Every line with the string "provisioning" must be copied from the entries below.

Input material:
============================================================

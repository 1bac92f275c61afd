//! CLI interface for Cloudwright.
//!
//! This module provides the command-line interface for both server and client operations.

mod commands;
mod utils;

use anyhow::Result;
use clap::{Parser, Subcommand};
use std::path::PathBuf;

pub use commands::*;
pub use utils::*;

#[derive(Parser)]
#[command(name = "cloudwright")]
#[command(about = "Conversation-driven cloud provisioning server")]
#[command(version)]
pub struct Cli {
    #[command(subcommand)]
    pub command: Commands,

    /// Set log level (trace, debug, info, warn, error)
    #[arg(long, global = true)]
    pub log_level: Option<String>,

    /// Server socket for client commands (defaults to the saved connection)
    #[arg(long, global = true)]
    pub socket: Option<String>,

    /// Bearer credential sent with client commands
    #[arg(long, global = true, env = "CLOUDWRIGHT_TOKEN", hide_env_values = true)]
    pub credential: Option<String>,
}

/// Available CLI commands
#[derive(Subcommand)]
pub enum Commands {
    /// Run the server
    Serve {
        /// One of "stdio", "socket", "http" (defaults to the configured transport)
        #[arg(long, short = 't')]
        transport: Option<String>,

        /// Unix socket path (used when transport = "socket")
        #[arg(long, short = 's')]
        socket_path: Option<String>,

        /// Listen address (used when transport = "http")
        #[arg(long)]
        http_addr: Option<String>,

        /// Path to a custom configuration file (TOML format)
        #[arg(long, short = 'c', conflicts_with = "config_json")]
        config_path: Option<PathBuf>,

        /// Inline JSON configuration (overrides file-based config)
        #[arg(long, short = 'j', conflicts_with = "config_path")]
        config_json: Option<String>,
    },

    /// Remember a server socket for later client commands
    Connect { socket_path: String },

    /// Forget the saved server socket
    Disconnect,

    /// Analyze a conversation and print recommendations
    Analyze {
        /// Continue an existing request
        #[arg(long)]
        request_id: Option<String>,

        /// A user message; repeat for several turns
        #[arg(long = "message", short = 'm')]
        messages: Vec<String>,

        /// Full request payload as a JSON file
        #[arg(long, short = 'p', conflicts_with_all = ["params_json", "messages"])]
        params_file: Option<PathBuf>,

        /// Full request payload as inline JSON
        #[arg(long, short = 'j', conflicts_with_all = ["params_file", "messages"])]
        params_json: Option<String>,
    },

    /// Confirm recommendations and start provisioning
    Provision {
        request_id: String,

        /// Recommendation names to provision
        #[arg(required = true)]
        resources: Vec<String>,
    },

    /// Show the status of a request
    Status { request_id: String },

    /// Cancel a request awaiting confirmation
    Cancel { request_id: String },

    /// Re-provision the failed resources of a failed request
    Retry { request_id: String },

    /// Tear down the resources of a failed request
    Teardown { request_id: String },

    /// Delete a request record
    Delete { request_id: String },

    /// Initialize default configuration at default location
    Init {
        #[arg(long)]
        force: bool,
    },

    /// Manage configuration
    Config {
        #[arg(long)]
        show: bool,

        #[arg(long)]
        validate: bool,

        #[arg(long)]
        edit: bool,
    },

    /// Show version information
    Version,
}

impl Cli {
    pub fn parse_args() -> Self {
        Self::parse()
    }

    /// Run the CLI command
    pub async fn run(self) -> Result<()> {
        let target = ClientTarget {
            socket: self.socket,
            credential: self.credential,
        };

        match self.command {
            Commands::Serve {
                transport,
                socket_path,
                http_addr,
                config_path,
                config_json,
            } => {
                serve(ServeOptions {
                    transport,
                    socket_path,
                    http_addr,
                    config_path,
                    config_json,
                })
                .await
            }

            Commands::Connect { socket_path } => connect(socket_path).await,
            Commands::Disconnect => disconnect().await,

            Commands::Analyze {
                request_id,
                messages,
                params_file,
                params_json,
            } => analyze(target, request_id, messages, params_file, params_json).await,
            Commands::Provision {
                request_id,
                resources,
            } => provision(target, request_id, resources).await,
            Commands::Status { request_id } => status(target, request_id).await,
            Commands::Cancel { request_id } => cancel(target, request_id).await,
            Commands::Retry { request_id } => retry(target, request_id).await,
            Commands::Teardown { request_id } => teardown(target, request_id).await,
            Commands::Delete { request_id } => delete(target, request_id).await,

            Commands::Init { force } => init(force).await,
            Commands::Config {
                show,
                validate,
                edit,
            } => config(show, validate, edit).await,

            Commands::Version => version().await,
        }
    }
}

============================================================

Response for this exercise:
#[command(about = "Conversation-driven cloud provisioning server")]
    /// Confirm recommendations and start provisioning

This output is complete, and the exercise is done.